In the material below, count the lines where the word "that" appears. Nothing but the number, please.
┌──
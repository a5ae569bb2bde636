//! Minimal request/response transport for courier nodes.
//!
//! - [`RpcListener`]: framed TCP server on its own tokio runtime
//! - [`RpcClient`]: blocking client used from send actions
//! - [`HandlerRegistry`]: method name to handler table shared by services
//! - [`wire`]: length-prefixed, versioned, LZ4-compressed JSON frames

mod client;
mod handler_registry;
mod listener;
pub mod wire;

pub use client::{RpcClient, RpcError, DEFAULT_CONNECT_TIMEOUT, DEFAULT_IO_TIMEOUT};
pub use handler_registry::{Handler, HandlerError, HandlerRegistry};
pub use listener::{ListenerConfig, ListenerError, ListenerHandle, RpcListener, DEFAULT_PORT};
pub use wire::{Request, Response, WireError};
└──
┌──
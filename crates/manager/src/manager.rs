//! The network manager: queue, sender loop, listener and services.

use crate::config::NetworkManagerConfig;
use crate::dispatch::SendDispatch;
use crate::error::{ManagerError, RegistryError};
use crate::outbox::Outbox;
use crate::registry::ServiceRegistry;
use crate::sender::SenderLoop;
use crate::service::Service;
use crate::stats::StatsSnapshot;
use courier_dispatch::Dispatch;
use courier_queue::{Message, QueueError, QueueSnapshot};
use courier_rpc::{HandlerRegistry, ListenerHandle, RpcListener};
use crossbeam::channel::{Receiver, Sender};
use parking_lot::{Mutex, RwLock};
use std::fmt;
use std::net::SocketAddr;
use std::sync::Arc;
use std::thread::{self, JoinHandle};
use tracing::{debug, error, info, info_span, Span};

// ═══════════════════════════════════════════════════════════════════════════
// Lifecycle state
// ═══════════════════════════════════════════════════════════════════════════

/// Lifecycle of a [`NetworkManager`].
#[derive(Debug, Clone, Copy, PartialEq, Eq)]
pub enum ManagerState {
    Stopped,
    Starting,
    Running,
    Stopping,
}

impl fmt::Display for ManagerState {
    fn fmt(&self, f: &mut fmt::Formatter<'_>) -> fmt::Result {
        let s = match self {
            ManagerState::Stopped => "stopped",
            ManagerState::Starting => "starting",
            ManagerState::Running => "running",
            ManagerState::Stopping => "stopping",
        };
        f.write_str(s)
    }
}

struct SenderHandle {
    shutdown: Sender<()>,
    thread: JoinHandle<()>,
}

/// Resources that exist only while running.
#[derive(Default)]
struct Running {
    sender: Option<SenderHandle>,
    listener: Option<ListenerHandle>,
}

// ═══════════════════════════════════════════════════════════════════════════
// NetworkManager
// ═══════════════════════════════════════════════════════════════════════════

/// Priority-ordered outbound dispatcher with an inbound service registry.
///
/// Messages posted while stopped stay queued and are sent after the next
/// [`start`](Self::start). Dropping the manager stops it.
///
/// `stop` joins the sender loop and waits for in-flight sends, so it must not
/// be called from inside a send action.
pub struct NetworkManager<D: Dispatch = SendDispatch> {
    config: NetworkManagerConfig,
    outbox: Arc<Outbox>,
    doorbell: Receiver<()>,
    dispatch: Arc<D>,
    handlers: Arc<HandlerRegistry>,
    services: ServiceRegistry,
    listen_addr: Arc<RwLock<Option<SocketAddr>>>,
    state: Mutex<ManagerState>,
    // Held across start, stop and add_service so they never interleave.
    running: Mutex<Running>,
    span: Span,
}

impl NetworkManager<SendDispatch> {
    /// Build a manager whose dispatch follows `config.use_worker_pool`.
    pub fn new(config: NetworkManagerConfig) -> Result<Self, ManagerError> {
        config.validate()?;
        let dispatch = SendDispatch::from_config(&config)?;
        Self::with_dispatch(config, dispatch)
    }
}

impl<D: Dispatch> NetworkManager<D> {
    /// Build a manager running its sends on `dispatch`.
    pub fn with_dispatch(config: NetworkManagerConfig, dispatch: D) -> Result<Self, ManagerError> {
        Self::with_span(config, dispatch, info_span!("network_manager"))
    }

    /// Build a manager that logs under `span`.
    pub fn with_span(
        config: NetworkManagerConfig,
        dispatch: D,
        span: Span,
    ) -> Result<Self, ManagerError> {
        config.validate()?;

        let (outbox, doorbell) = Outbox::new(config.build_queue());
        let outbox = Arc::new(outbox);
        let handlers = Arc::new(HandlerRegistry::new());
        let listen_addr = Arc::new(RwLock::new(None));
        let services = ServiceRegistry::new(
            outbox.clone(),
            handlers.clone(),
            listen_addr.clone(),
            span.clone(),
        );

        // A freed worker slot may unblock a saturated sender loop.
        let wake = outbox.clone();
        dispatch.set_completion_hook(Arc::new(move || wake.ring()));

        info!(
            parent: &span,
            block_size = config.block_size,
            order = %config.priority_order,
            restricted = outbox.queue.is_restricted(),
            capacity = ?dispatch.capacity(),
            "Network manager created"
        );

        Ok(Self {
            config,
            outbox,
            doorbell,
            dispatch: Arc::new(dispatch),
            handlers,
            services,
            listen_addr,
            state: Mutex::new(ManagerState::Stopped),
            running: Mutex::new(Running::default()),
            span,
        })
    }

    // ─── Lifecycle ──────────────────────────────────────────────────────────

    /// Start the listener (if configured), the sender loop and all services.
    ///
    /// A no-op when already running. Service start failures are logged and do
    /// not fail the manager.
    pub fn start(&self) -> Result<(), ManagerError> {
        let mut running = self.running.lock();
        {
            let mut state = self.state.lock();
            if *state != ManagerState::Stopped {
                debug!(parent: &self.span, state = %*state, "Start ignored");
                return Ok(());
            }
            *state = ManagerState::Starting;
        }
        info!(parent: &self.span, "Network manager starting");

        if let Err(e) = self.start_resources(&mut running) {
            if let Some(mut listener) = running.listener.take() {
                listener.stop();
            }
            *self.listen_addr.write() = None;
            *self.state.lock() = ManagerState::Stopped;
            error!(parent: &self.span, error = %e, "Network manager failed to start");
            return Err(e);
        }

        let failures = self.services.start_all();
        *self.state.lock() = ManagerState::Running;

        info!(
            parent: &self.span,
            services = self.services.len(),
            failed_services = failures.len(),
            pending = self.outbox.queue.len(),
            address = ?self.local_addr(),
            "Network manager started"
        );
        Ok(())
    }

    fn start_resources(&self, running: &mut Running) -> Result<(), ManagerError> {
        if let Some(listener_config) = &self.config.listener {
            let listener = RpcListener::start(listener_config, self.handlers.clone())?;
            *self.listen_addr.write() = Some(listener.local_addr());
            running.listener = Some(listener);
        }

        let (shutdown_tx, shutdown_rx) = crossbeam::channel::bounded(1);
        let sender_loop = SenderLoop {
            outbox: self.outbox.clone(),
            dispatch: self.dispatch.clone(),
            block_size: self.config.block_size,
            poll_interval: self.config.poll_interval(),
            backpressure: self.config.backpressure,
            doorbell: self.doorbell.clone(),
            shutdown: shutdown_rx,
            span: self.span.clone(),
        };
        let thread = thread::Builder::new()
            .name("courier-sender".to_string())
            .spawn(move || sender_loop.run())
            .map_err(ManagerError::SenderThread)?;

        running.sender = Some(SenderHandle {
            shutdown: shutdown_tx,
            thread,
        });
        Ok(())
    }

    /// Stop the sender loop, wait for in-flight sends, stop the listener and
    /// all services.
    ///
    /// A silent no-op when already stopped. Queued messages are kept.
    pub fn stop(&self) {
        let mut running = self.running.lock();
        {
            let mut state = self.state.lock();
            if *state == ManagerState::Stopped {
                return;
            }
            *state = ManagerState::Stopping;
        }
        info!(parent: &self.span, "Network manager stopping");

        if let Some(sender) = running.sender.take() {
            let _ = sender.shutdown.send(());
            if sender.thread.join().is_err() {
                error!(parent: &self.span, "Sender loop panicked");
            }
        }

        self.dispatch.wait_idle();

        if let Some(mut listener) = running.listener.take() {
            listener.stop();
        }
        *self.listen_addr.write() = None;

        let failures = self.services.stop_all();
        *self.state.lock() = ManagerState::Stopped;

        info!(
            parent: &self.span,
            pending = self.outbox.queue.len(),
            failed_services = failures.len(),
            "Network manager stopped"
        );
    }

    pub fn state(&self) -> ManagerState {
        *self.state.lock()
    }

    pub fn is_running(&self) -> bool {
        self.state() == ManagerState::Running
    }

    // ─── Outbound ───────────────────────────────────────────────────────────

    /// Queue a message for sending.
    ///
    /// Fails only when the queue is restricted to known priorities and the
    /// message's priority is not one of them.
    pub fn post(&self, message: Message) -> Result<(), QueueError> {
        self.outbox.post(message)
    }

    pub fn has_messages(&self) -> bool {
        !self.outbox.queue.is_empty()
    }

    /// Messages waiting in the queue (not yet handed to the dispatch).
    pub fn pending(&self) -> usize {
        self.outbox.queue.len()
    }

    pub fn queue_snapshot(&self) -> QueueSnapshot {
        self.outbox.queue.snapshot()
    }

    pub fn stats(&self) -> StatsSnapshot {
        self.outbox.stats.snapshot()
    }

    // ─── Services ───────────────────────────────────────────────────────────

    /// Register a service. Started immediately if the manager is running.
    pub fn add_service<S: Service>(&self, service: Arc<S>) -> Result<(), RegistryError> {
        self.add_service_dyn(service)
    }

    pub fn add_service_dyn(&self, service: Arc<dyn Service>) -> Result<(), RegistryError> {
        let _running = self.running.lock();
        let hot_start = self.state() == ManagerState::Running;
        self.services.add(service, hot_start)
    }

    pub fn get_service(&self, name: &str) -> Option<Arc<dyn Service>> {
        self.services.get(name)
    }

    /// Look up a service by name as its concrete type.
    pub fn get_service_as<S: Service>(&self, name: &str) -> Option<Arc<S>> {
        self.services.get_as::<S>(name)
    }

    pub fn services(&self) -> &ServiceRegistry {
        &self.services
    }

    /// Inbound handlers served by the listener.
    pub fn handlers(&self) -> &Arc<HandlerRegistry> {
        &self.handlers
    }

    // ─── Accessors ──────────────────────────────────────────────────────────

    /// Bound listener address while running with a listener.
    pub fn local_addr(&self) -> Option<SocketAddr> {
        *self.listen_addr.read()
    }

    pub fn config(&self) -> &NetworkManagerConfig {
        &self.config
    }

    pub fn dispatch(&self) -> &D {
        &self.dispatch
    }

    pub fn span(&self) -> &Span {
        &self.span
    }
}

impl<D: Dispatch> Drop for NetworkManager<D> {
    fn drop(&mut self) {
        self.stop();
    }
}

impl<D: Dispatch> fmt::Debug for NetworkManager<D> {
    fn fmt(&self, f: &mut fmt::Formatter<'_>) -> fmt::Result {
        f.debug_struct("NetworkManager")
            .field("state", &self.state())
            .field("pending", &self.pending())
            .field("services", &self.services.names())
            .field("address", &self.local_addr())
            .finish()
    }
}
└──
### Result for this exercise
2